ECE2022 Eposter Presentations Diabetes, Obesity, Metabolism and Nutrition (318 abstracts)
1Imperial College London Diabetes Centre, Abu Dhabi, United Arab Emirates; 2Tawam Hospital, Al Ain, United Arab Emirates; 3Sheikh Khalifa Medical City, Abu Dhabi, United Arab Emirates
Covid-19 infection severity has been associated with pre-existing conditions including obesity. Individuals with Down Syndrome (DS) are potentially at high risk. Reports on the outcomes of Covid-19 infection in individuals with DS are scant. Here we present such a case. MA is a 27-year old Emirati male with DS, obesity and hypothyroidism. He was brought to the ER with a history of hemoptysis (2 days), fever and cough (1 week). He tested positive for Covid-19. Initial investigations showed high CRP (44 mg/l), and mildly elevated ferritin (541 mcg/l) and D-dimer (0.93 mcg/ml). A chest CT scan showed classic Covid-19 pneumonia features with moderate severity score of 10/25. On Day 7 post-admission, his condition deteriorated; septic shock secondary to gram negative septicaemia with multi-organ failure developed. He required ventilator support and was intubated in ICU. Oliguric/anuric acute kidney injury (creatinine 882 mmol/l) followed, requiring hemodialysis; thrombocytopenia and deranged liver function tests were reported. He was prescribed full course COVID-19 regimen with multiple courses of broad-spectrum antibiotics and antifungal medication. After 10 days, MA was extubated but remained on oxygen supplementation, until finally weaned off oxygen completely.
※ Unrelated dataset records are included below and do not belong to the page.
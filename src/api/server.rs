use axum::{Router, routing::get};
use tokio::net::TcpListener;
use tokio_util::sync::CancellationToken;
use tracing::info;

use super::{
    services::{health, list_targets, metrics, register_target},
    state::AppState,
};

pub fn router(state: AppState) -> Router {
    Router::new()
        .route("/health", get(health))
        .route("/targets", get(list_targets).post(register_target))
        .route("/operators/metrics", get(metrics))
        .with_state(state)
}

/// Serve the admin API until `shutdown` is cancelled
pub async fn serve(
    listener: TcpListener,
    state: AppState,
    shutdown: CancellationToken,
) -> std::io::Result<()> {
    let address = listener.local_addr()?;
    info!(%address, "Admin API listening");

    axum::serve(listener, router(state).into_make_service())
        .with_graceful_shutdown(async move { shutdown.cancelled().await })
        .await
}
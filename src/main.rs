mod cli;

use clap::Parser;
use cli::{Cli, Commands};
use warmcache::config::Config;
use warmcache::observability::init_tracing;
use warmcache::service;

#[tokio::main]
async fn main() -> Result<(), Box<dyn std::error::Error + Send + Sync>> {
    init_tracing();

    let cli = Cli::parse();
    let config = Config::load().map_err(|e| format!("Failed to load config: {}", e))?;

    match cli.command {
        Commands::Serve(args) => service::run(config, args.address).await?,
        Commands::RefreshOnce => {
            let report = service::refresh_once(config).await?;
            println!(
                "cycle {}: {} targets, {} refreshed, {} fetch failures, {} store failures in {:?}{}",
                report.cycle_id,
                report.populated,
                report.refreshed,
                report.fetch_failures,
                report.store_failures,
                report.elapsed,
                if report.enumeration_failed {
                    " (enumeration failed)"
                } else {
                    ""
                },
            );
        }
    }

    Ok(())
}
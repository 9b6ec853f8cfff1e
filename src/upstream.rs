//! HTTP client for the control-plane REST API
//!
//! Single attempt per call. Retrying is left to the next refresh cycle.

use bytes::Bytes;
use reqwest::{Client, Url};
use thiserror::Error;
use tracing::debug;

use crate::config::UpstreamConfig;

#[derive(Debug, Error)]
pub enum UpstreamError {
    #[error("HTTP request failed: {0}")]
    RequestFailed(String),

    #[error("Request timed out")]
    Timeout,

    #[error("HTTP {0}")]
    Status(u16),

    #[error("Invalid URL: {0}")]
    InvalidUrl(String),
}

pub type Result<T> = std::result::Result<T, UpstreamError>;

/// Client bound to one control-plane base URL
#[derive(Debug, Clone)]
pub struct UpstreamClient {
    client: Client,
    base_url: Url,
}

impl UpstreamClient {
    pub fn new(config: &UpstreamConfig) -> Result<Self> {
        let mut base = config.base_url.trim().to_string();
        // Url::join drops the last path segment unless the base ends with '/'
        if !base.ends_with('/') {
            base.push('/');
        }
        let base_url = Url::parse(&base).map_err(|e| UpstreamError::InvalidUrl(format!("{}: {}", base, e)))?;

        let mut builder = Client::builder().user_agent(&config.user_agent);
        if let Some(timeout) = config.connect_timeout {
            builder = builder.connect_timeout(timeout.as_duration());
        }
        if let Some(timeout) = config.request_timeout {
            builder = builder.timeout(timeout.as_duration());
        }

        let client = builder
            .build()
            .map_err(|e| UpstreamError::RequestFailed(e.to_string()))?;

        Ok(Self { client, base_url })
    }

    pub fn base_url(&self) -> &Url {
        &self.base_url
    }

    /// GET `{base_url}/{path}` with query parameters and return the body
    pub async fn get(&self, path: &str, query: &[(&str, &str)]) -> Result<Bytes> {
        let url = self
            .base_url
            .join(path)
            .map_err(|e| UpstreamError::InvalidUrl(format!("{}: {}", path, e)))?;

        debug!(%url, "Upstream request");

        let response = self
            .client
            .get(url.clone())
            .query(query)
            .send()
            .await
            .map_err(|e| {
                if e.is_timeout() {
                    UpstreamError::Timeout
                } else {
                    UpstreamError::RequestFailed(e.to_string())
                }
            })?;

        let status = response.status();
        if !status.is_success() {
            return Err(UpstreamError::Status(status.as_u16()));
        }

        let bytes = response.bytes().await.map_err(|e| {
            if e.is_timeout() {
                UpstreamError::Timeout
            } else {
                UpstreamError::RequestFailed(format!("Failed to read body: {}", e))
            }
        })?;

        debug!(%url, size = bytes.len(), "Upstream response received");

        Ok(bytes)
    }
}

#[cfg(test)]
mod tests {
    use super::*;

    fn config(base_url: &str) -> UpstreamConfig {
        UpstreamConfig {
            base_url: base_url.to_string(),
            ..UpstreamConfig::default()
        }
    }

    #[test]
    fn test_base_url_gets_trailing_slash() {
        let client = UpstreamClient::new(&config("http://localhost:1024/spider")).unwrap();
        assert_eq!(client.base_url().as_str(), "http://localhost:1024/spider/");
        assert_eq!(
            client.base_url().join("vmimage").unwrap().as_str(),
            "http://localhost:1024/spider/vmimage"
        );
    }

    #[test]
    fn test_invalid_base_url() {
        let result = UpstreamClient::new(&config("not a url"));
        assert!(matches!(result, Err(UpstreamError::InvalidUrl(_))));
    }
}
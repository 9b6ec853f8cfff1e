//! Cache stores for fetched metadata snapshots
//!
//! The scheduler only ever writes: each successful fetch overwrites the whole
//! snapshot stored under the connection id. Reads belong to whoever serves the
//! cached data; the inherent `get` methods on the concrete stores exist for
//! inspection and tests.
//!
//! Backends:
//! - [`FjallCacheStore`] - embedded LSM keyspace on local disk (default)
//! - [`ObjectCacheStore`] - any `object_store` backend (in-memory, local filesystem)

mod keyspace;
mod object;

pub use keyspace::FjallCacheStore;
pub use object::ObjectCacheStore;

use async_trait::async_trait;
use bytes::Bytes;
use thiserror::Error;

#[derive(Debug, Error)]
pub enum StoreError {
    #[error("Fjall error: {0}")]
    Fjall(#[from] fjall::Error),

    #[error("Object store error: {0}")]
    ObjectStore(#[from] object_store::Error),

    #[error("I/O error: {0}")]
    Io(#[from] std::io::Error),
}

pub type Result<T> = std::result::Result<T, StoreError>;

/// Write side of the metadata cache
#[async_trait]
pub trait CacheStore: Send + Sync {
    /// Overwrite the value stored under `key`
    async fn set(&self, key: &str, value: Bytes) -> Result<()>;

    /// Make every completed `set` durable
    async fn flush(&self) -> Result<()> {
        Ok(())
    }
}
His renal function gradually recovered; his transaminitis and thyrombocytopenia resolved. His severe hypernatremia (sodium 170 mmol/l) improved on hypotonic fluid. MA was discharged after 5 weeks with a 10-day ICU stay. Post-Covid, swollen legs, uncontrolled headache, hair loss, and weight loss (9 kg) were noted. Hypothyroidism was inadequately controlled (TSH 11.72 mIU/l) 3 months post-discharge requiring thyroxine dose increase (150 to 175 mcg OD). This report highlights management challenges of COVID 19 infection in individuals with DS who often have other co-morbid conditions including obesity. Hospital admission can be prolonged and the course complicated by multi-organ failure. Specific preventative strategies including social distancing measures and vaccination schedules are needed for people with DS.